Cette fois c’est Pacôme Thiellement qui signe la préface, et Siné le dessin original de couverture d’après le “portrait officiel” (vélo plus ricanement) de Reiser (reproduite sur celle du précédent volume). Le tout premier Lundi de Delfeil de Ton a été publié le lundi 3 février 1969 dans n°1 de Hara-Kiri Hebdo : “Hé oui, voilà que Hara-Kiri publie un hebdomadaire. Toutes les semaines, je vais vous entretenir de choses et d’autres.” Me souvenant l’avoir acheté le jour même, je le ressors de mes archives. J’avais 13 ans depuis un mois et demi et il m’avait coûté 1 franc, ce qui est peu pour quelque chose qui change la vie. À chaque fois que je le relis, je me retrouve projeté ce premier lundi de février, neuf mois après mai 68 (le temps d’accoucher un être conçu pendant les “événements”), comme si j’avais emprunté une machine à remonter le temps. Si je compte bien, cela aura duré un demi-siècle (et quelques semaines de plus). Pacôme Thiellement relève dans Cirque Delfeil de Ton que si L’Apocalypse projette une intégrale de tous les Lundis de DDT dans l’Obs (comptant deux années de publication pour chaque volume), il en reste vingt à paraître : “Plus long que Saint-Simon. Delfeil de Ton a peut-être écrit le plus long livre du monde.” D’autant qu’il faut rappeler que, du côté de Hara-Kiri et de Charlie, six volumes sont sortis en 1975 et 1978 dans la collection de poche “10/18”. Notre écrivain journaliste est prolifique. En dehors des Lundis, il a publié à partir de 1967 et durant quasiment vingt ans Les Mémoires de Delfeil de Ton par Delfeil de Ton dans Hara-Kiri (mensuel) dont il dit que c’est ce qu’il estime “avoir fait de mieux”. Puis l’inoubliable Journal de Delfeil de Ton dans Charlie (mensuel) en 1969, puis dans Hara-Kiri (mensuel) en 1975-76 (on peut en lire la totalité, rééditée en 2011 chez Wombat qui a aussi repris en 2013 Mon cul sur la commode suivi de retour à Passy). Sans oublier Le Cinéma de DDT, Le Jazz de DDT, et autres rubriques mémorables dans les journaux du Square (notamment Charlie Hebdo), ainsi que l’invention du dramaturge suédois Gunnart Wollert dont il prétendait n’être que le traducteur.
Pour qui a eu la chance de découvrir cette écriture proliférante aux premiers jours de son adolescence, Delfeil de Ton a été un éclaireur, sidérant et drôle, même si on pouvait être parfois en désaccord avec lui (cependant une passion partagée pour le free jazz réparait tout ; je me souviens que DDT avait un temps rebaptisé Charlie Hebdo Sun Ra Hebdo).

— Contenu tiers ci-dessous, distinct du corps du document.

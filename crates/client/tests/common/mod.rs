//! Common test utilities for integration tests.
//!
//! This module provides shared helper functions and re-exports commonly used
//! types for testing the events-stream client. All integration tests should
//! use these utilities to ensure consistency.
//!
//! # Invariants
//! - Fixtures are loaded from the `fixtures/` directory relative to the crate root
//! - Test clients never set a request timeout, so a paused Tokio clock cannot
//!   fire one while a mock response is in flight
//!
//! # What this does NOT handle
//! - Mock server setup (use wiremock directly in tests)
//! - Test-specific assertions or test logic

use std::time::Duration;

#[allow(unused_imports)]
pub use audit_client::testing::{load_fixture, sample_event};
#[allow(unused_imports)]
pub use audit_client::{
    AuditClient, AuditEvent, ClientError, CollectionSummary, Collector, EventQuery, FetchCursor,
};
#[allow(unused_imports)]
pub use wiremock::{Mock, MockServer, ResponseTemplate};

pub const ORG_ID: &str = "org-test";
pub const API_TOKEN: &str = "test-token";

/// Path of the events-stream endpoint for [`ORG_ID`] on a mock server.
#[allow(dead_code)]
pub const EVENTS_PATH: &str = "/org-test/events-stream";

/// Build a client against `server` with the given retry settings.
pub fn test_client(server: &MockServer, max_retries: usize, retry_base: Duration) -> AuditClient {
    AuditClient::builder()
        .base_url(server.uri())
        .org_id(ORG_ID.to_string())
        .api_token(secrecy::SecretString::new(API_TOKEN.to_string().into()))
        .max_retries(max_retries)
        .retry_base_delay(retry_base)
        .http_client(reqwest::Client::new())
        .build()
        .expect("test client should build")
}

/// Number of requests the mock server has seen.
#[allow(dead_code)]
pub async fn request_count(server: &MockServer) -> usize {
    server
        .received_requests()
        .await
        .map(|requests| requests.len())
        .unwrap_or_default()
}

/// Run a full collection into a vector sink.
#[allow(dead_code)]
pub async fn collect_all(
    client: &AuditClient,
    query: EventQuery,
) -> (Result<CollectionSummary, ClientError>, Vec<AuditEvent>) {
    let mut sink: Vec<AuditEvent> = Vec::new();
    let result = Collector::new(client, query).run(&mut sink).await;
    (result, sink)
}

Quand il a rejoint Le Nouvel observateur en septembre 1975 – pour y rester jusqu’en 2019 –, cela ne m’a pas fait acheter ce journal qui me semblait destiné à une autre génération que la mienne (même s’il y avait aussi Claire Bretécher dont je découvrais Les Frustrés une fois parus en album). J’ai par contre suivi Hara-Kiri, Charlie Hebdo et Charlie (mensuel) jusqu’à la fin (leur vraie fin, dans les années 1980).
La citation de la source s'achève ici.